Exercise instructions |
From the first line of the records below through the line containing "terminal.show_cursor()?;", copy everything exactly and nothing more.

Exercise data |

····················

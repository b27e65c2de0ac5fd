//! Runtime: terminal lifecycle and the unified event loop.
//!
//! One `select!` multiplexes terminal input, widget completions and poll
//! ticks (via [`WidgetDriver::next_message`]) and Ctrl+C. A frame is drawn
//! after every event so status changes show up as soon as they happen.
//!
//! The widget is activated when the loop starts and deactivated on the way
//! out, so no request outlives the screen.
use anyhow::Result;
use crossterm::{
    event::{Event, EventStream, KeyCode, KeyEvent, KeyModifiers},
    execute,
    terminal::{EnterAlternateScreen, LeaveAlternateScreen, disable_raw_mode, enable_raw_mode},
};
use futures_util::StreamExt;
use ratatui::{Terminal, prelude::*};
use tokio::signal;
use tracing::{debug, info};

use advisory_api::VariableApi;

use super::theme::{self, Theme};
use super::widget_component::{Action, WidgetComponent};
use crate::widget::{WidgetDriver, WidgetError, WidgetView};

type Backend = CrosstermBackend<std::io::Stdout>;

/// Put the terminal into raw mode and enter the alternate screen.
fn setup_terminal() -> Result<Terminal<Backend>> {
    enable_raw_mode()?;
    let mut stdout = std::io::stdout();
    execute!(stdout, EnterAlternateScreen)?;
    let terminal = Terminal::new(CrosstermBackend::new(stdout))?;
    Ok(terminal)
}

/// Restore terminal settings and leave the alternate screen.
fn cleanup_terminal(terminal: &mut Terminal<Backend>) -> Result<()> {
    disable_raw_mode()?;
    execute!(terminal.backend_mut(), LeaveAlternateScreen)?;
    terminal.show_cursor()?;
    Ok(())
}

fn render<A: VariableApi + 'static>(
    terminal: &mut Terminal<Backend>,
    driver: &WidgetDriver<A>,
    component: &WidgetComponent,
    theme: &dyn Theme,
) -> Result<()> {
    let view = WidgetView::from_controller(driver.controller());
    terminal.draw(|frame| component.render(frame, frame.area(), &view, theme))?;
    Ok(())
}

fn is_ctrl_c(key: &KeyEvent) -> bool {
    key.code == KeyCode::Char('c') && key.modifiers.contains(KeyModifiers::CONTROL)
}

/// Entry point for the TUI runtime: sets up the terminal, activates the
/// widget, runs the event loop and performs cleanup on exit.
pub async fn run_app<A: VariableApi + 'static>(mut driver: WidgetDriver<A>) -> Result<()> {
    let theme = theme::load_from_env();
    let mut component = WidgetComponent::default();
    let mut terminal = setup_terminal()?;

    driver.activate();
    let outcome = event_loop(&mut terminal, &mut driver, &mut component, theme.as_ref()).await;
    driver.deactivate();

    cleanup_terminal(&mut terminal)?;
    info!("terminal session closed");
    outcome
}

async fn event_loop<A: VariableApi + 'static>(
    terminal: &mut Terminal<Backend>,
    driver: &mut WidgetDriver<A>,
    component: &mut WidgetComponent,
    theme: &dyn Theme,
) -> Result<()> {
    let mut events = EventStream::new();
    loop {
        render(terminal, driver, component, theme)?;

        tokio::select! {
            maybe_event = events.next() => {
                match maybe_event {
                    Some(Ok(Event::Key(key))) => {
                        if is_ctrl_c(&key) {
                            break;
                        }
                        let editing = driver.controller().state().edit_open;
                        if let Some(action) = component.handle_key(key, editing)
                            && apply_action(driver, component, action)
                        {
                            break;
                        }
                    }
                    // Resize and focus events only need a redraw.
                    Some(Ok(_)) => {}
                    Some(Err(error)) => return Err(error.into()),
                    // Input stream closed; shut down cleanly.
                    None => break,
                }
            }
            Some(msg) = driver.next_message() => driver.dispatch(msg),
            _ = signal::ctrl_c() => break,
        }
    }
    Ok(())
}

/// Perform an operator action. Returns `true` when the session should end.
fn apply_action<A: VariableApi + 'static>(driver: &mut WidgetDriver<A>, component: &mut WidgetComponent, action: Action) -> bool {
    let outcome = match action {
        Action::Quit => return true,
        Action::Refresh => driver.refresh(),
        Action::ToggleEdit => driver.toggle_edit().map(|()| {
            let state = driver.controller().state();
            if state.edit_open {
                component.load_draft(&state.draft_value);
            }
        }),
        Action::CancelEdit => {
            driver.cancel_edit();
            Ok(())
        }
        Action::DraftEdited => {
            driver.set_draft(component.draft().to_string());
            Ok(())
        }
        Action::Save => {
            let draft = component.draft().to_string();
            driver.save(&draft)
        }
    };

    match outcome {
        Ok(()) => {}
        // Already reflected in the widget's error line.
        Err(error @ (WidgetError::Validation(_) | WidgetError::Api(_))) => debug!(%error, ?action, "action rejected"),
        Err(error) => {
            debug!(%error, ?action, "action rejected");
            component.set_notice(error.to_string());
        }
    }
    false
}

····················

Response |
repository b27e65c2de0ac5fd
//! Runtime: terminal lifecycle and the unified event loop.
//!
//! One `select!` multiplexes terminal input, widget completions and poll
//! ticks (via [`WidgetDriver::next_message`]) and Ctrl+C. A frame is drawn
//! after every event so status changes show up as soon as they happen.
//!
//! The widget is activated when the loop starts and deactivated on the way
//! out, so no request outlives the screen.
use anyhow::Result;
use crossterm::{
    event::{Event, EventStream, KeyCode, KeyEvent, KeyModifiers},
    execute,
    terminal::{EnterAlternateScreen, LeaveAlternateScreen, disable_raw_mode, enable_raw_mode},
};
use futures_util::StreamExt;
use ratatui::{Terminal, prelude::*};
use tokio::signal;
use tracing::{debug, info};

use advisory_api::VariableApi;

use super::theme::{self, Theme};
use super::widget_component::{Action, WidgetComponent};
use crate::widget::{WidgetDriver, WidgetError, WidgetView};

type Backend = CrosstermBackend<std::io::Stdout>;

/// Put the terminal into raw mode and enter the alternate screen.
fn setup_terminal() -> Result<Terminal<Backend>> {
    enable_raw_mode()?;
    let mut stdout = std::io::stdout();
    execute!(stdout, EnterAlternateScreen)?;
    let terminal = Terminal::new(CrosstermBackend::new(stdout))?;
    Ok(terminal)
}

/// Restore terminal settings and leave the alternate screen.
fn cleanup_terminal(terminal: &mut Terminal<Backend>) -> Result<()> {
    disable_raw_mode()?;
    execute!(terminal.backend_mut(), LeaveAlternateScreen)?;
    terminal.show_cursor()?;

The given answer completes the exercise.